DESCRIPTION OF THE TASK:
Write out the stretch of lines below that begins at the line with "#[derive(Debug, Default)]" and ends at the line with "pub fn add_message(&mut", including both, exactly as given and nothing more.
─── THE INPUT ───
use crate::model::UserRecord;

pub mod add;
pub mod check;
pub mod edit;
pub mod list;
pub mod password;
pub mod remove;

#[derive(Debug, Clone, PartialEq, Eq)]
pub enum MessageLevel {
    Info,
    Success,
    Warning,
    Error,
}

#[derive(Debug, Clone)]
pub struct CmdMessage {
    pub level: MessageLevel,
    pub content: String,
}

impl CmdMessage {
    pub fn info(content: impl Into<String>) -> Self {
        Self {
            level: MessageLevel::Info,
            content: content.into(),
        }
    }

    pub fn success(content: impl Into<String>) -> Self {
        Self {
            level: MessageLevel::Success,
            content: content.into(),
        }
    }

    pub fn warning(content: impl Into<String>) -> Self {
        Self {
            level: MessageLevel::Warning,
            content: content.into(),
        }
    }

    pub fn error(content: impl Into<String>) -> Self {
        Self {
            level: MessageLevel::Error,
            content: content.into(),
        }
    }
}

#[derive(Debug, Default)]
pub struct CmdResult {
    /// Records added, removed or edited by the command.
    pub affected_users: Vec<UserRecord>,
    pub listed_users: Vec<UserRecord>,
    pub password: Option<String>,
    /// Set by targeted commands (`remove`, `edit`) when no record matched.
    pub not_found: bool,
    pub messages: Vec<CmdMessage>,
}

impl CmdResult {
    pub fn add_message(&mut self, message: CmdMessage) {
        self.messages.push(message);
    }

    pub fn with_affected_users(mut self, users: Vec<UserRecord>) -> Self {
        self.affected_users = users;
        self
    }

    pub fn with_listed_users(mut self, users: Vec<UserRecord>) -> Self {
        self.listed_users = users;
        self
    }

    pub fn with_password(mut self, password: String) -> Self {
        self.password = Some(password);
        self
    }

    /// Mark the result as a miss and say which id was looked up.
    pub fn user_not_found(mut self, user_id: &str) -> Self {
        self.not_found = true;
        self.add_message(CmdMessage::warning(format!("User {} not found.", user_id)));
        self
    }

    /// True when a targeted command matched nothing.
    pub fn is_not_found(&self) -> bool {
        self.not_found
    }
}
───
─── THE INPUT ───
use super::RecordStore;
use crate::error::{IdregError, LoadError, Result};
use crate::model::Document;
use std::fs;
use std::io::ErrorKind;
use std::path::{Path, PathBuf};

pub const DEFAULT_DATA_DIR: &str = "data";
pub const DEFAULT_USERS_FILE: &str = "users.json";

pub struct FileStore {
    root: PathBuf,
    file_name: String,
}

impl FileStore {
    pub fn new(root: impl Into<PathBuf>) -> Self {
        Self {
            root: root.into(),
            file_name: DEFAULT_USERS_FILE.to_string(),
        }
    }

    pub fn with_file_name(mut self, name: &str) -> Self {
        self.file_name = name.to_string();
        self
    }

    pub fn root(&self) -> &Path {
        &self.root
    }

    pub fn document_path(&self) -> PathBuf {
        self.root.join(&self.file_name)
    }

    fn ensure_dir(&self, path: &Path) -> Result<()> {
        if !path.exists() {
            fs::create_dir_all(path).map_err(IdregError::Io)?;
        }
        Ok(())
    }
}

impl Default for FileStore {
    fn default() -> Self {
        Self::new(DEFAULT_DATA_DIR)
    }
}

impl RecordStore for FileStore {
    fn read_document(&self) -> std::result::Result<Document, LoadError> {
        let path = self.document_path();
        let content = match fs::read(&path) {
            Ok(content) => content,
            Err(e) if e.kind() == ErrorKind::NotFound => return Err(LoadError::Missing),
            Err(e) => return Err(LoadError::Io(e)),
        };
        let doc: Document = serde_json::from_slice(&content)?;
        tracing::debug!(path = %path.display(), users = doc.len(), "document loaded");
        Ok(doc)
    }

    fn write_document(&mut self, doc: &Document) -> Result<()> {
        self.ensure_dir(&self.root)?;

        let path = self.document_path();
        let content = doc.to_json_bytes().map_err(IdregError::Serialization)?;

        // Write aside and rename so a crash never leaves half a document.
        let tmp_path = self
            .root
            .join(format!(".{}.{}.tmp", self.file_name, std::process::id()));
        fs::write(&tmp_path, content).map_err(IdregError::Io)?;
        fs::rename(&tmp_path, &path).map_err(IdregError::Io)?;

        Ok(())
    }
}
───
REPLY TO THE EXERCISE:
#[derive(Debug, Default)]
pub struct CmdResult {
    /// Records added, removed or edited by the command.
    pub affected_users: Vec<UserRecord>,
    pub listed_users: Vec<UserRecord>,
    pub password: Option<String>,
    /// Set by targeted commands (`remove`, `edit`) when no record matched.
    pub not_found: bool,
    pub messages: Vec<CmdMessage>,
}

impl CmdResult {
    pub fn add_message(&mut self, message: CmdMessage) {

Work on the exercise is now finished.